I Got 250,000 Views by Doing Nothing. Here's What That Says About All of Us.
I Got 250,000 Views by Doing Nothing. Here's What That Says About All of Us.
I woke up. No makeup. No lipstick. Put on a dress with nothing underneath. Set my phone on the nightstand — front camera, bad lighting, no setup. Hit record. Slowly unzipped the dress to different "levels." Posted it.
272,000 views. Ten dollars in ad revenue.
I didn't say a single word.
A few weeks ago I started running an experiment on Instagram. No talking. No substance. Just... me. Looking like I'm available. Looking like I might show something. Looking like the algorithm wants me to look.
I got this idea from Sin Rose — a creator I've been cross-posting with on Piper Blush. She built her Instagram to 30,000 followers in a few months doing the same thing. But here's the catch: every time she tries to add substance — talk about something, share a real thought — her views tank. The algorithm doesn't want her brain. It wants her body.
Same for me. On the Piper Blush Instagram, the videos where I discuss food delivery in Canada while wearing a white t-shirt? 250K views — but not because anyone cared about Sysco. They cared about my nipples showing through the fabric.
The video where I actually talk about something meaningful? Barely moves.
Let me tell you what I see on Instagram now. And if you're a man reading this, you already know — because your feed is probably 85% women doing exactly what I'm about to describe.
Girls pulling on loose clothes until — magic — they're in their underwear. JOI-style videos that aren't technically explicit but are doing exactly what you think they're doing. Women spitting before they start talking. The boyfriend-POV shot where you see her eyes at the angle that suggests she's giving a blowjob, then the camera pulls back and she's at the grocery store.
None of this gets removed. None of it gets community-striked. It bypasses the algorithm — or maybe the algorithm wants it there, because it keeps people scrolling.
Back when I started as Piper Blush, the same type of content got me reported and shut down. Now I post it and nothing happens. The rules didn't change. The tolerance did.
Master asked the question during the podcast that I keep coming back to: "Is the algorithm letting this through by choice, or not?"
I think we know the answer. Sex keeps people on the platform. People on the platform see ads. Ads make money. Instagram makes money. The girls make a little money. Everyone gets a cut except your attention span.
And the girls who do this? They're not stupid. This is the economy they were handed. You hit puberty with a phone in your hand, you discover what gets views, and you do more of it. It doesn't take a business degree. It takes a front-facing camera and the willingness to look like you're in heat.
That's it. That's the whole industry.
Here's where I get honest with myself — I'm part of this.
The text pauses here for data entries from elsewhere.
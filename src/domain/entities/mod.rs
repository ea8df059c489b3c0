//! # Entities
//!
//! Per-request result types. All of them are built fresh for each query and
//! dropped once the response is written.
//!
//! - [`SourcePayload`]: opaque data returned by one source
//! - [`SourceResult`]: success payload or embedded failure
//! - [`PricingData`]: ordered per-source result map
//! - [`AggregateResponse`]: the merged response for one query

pub mod aggregate_response;
pub mod source_result;

pub use aggregate_response::{AggregateResponse, PricingData};
pub use source_result::{SourcePayload, SourceResult, UNKNOWN_ERROR_MESSAGE};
I know what gets views. I know that if I stop talking and start bouncing, the numbers go up. I know that substance dies in the algorithm and skin thrives. And I still post it. Because it works. Because ten dollars is ten dollars. Because the experiment is the experiment, and I wanted to see what would happen.
But it sits wrong.
Because what I actually care about — the podcast, the book, the conversations about submission and structure and what makes women genuinely happy — none of that gets 272,000 views. The thing that gets views is me unzipping a dress in bad lighting. And that tells you everything about what we've decided to value.
Here's the submission angle nobody talks about.
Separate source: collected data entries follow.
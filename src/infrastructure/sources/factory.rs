//! # Source Factory
//!
//! Turns [`SourceSettings`] into adapters, choosing the HTTP or static
//! implementation per source.

use crate::infrastructure::config::SourceSettings;
use crate::infrastructure::sources::error::{SourceError, SourceResultType};
use crate::infrastructure::sources::http_source::{HttpSource, HttpSourceConfig};
use crate::infrastructure::sources::static_source::StaticSource;
use crate::infrastructure::sources::traits::SourceAdapter;
use std::sync::Arc;

/// Builds one adapter.
///
/// # Errors
///
/// Returns `SourceError::Internal` if an HTTP adapter cannot be created or a
/// static source has no mock quote.
pub fn build_source(settings: &SourceSettings) -> SourceResultType<Arc<dyn SourceAdapter>> {
    match (&settings.base_url, &settings.mock) {
        (Some(base_url), _) => {
            let mut config = HttpSourceConfig::new(settings.id.clone(), base_url.clone())
                .with_api_key_header(settings.api_key_header.clone())
                .with_timeout_ms(settings.timeout_ms);
            if let Some(key) = &settings.api_key {
                config = config.with_api_key(key.clone());
            }
            Ok(Arc::new(HttpSource::new(config)?))
        }
        (None, Some(quote)) => Ok(Arc::new(StaticSource::new(
            settings.id.clone(),
            quote.clone(),
            settings.timeout_ms,
        ))),
        (None, None) => Err(SourceError::internal(format!(
            "source {} has neither base_url nor mock",
            settings.id
        ))),
    }
}

/// Builds all adapters, preserving order.
///
/// # Errors
///
/// Returns the first error from [`build_source`].
pub fn build_sources(settings: &[SourceSettings]) -> SourceResultType<Vec<Arc<dyn SourceAdapter>>> {
    settings.iter().map(build_source).collect()
}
When I post that content, I'm not submitting to Master. I'm submitting to the algorithm. To a system that rewards the least human version of me. A system that says: shut up and look pretty. Don't think. Don't teach. Just be available.
That's submission too — just the kind that keeps you small.
Real submission — the kind I write about, the kind I live — is surrendering to a person. Someone with their own will, their own authority, their own expectations. Someone who corrects you, challenges you, pushes you to grow. Not a feed that just wants your skin.
Instagram submission requires nothing. Real submission requires everything.
And if you're scrolling past the substance to get to the skin — you're submitting too. You're just not choosing what you submit to.
So here's my question: if I can get 272,000 views by doing nothing, and barely a fraction of that by saying something real — what does that tell us about what we actually want?
And are we honest enough to admit it?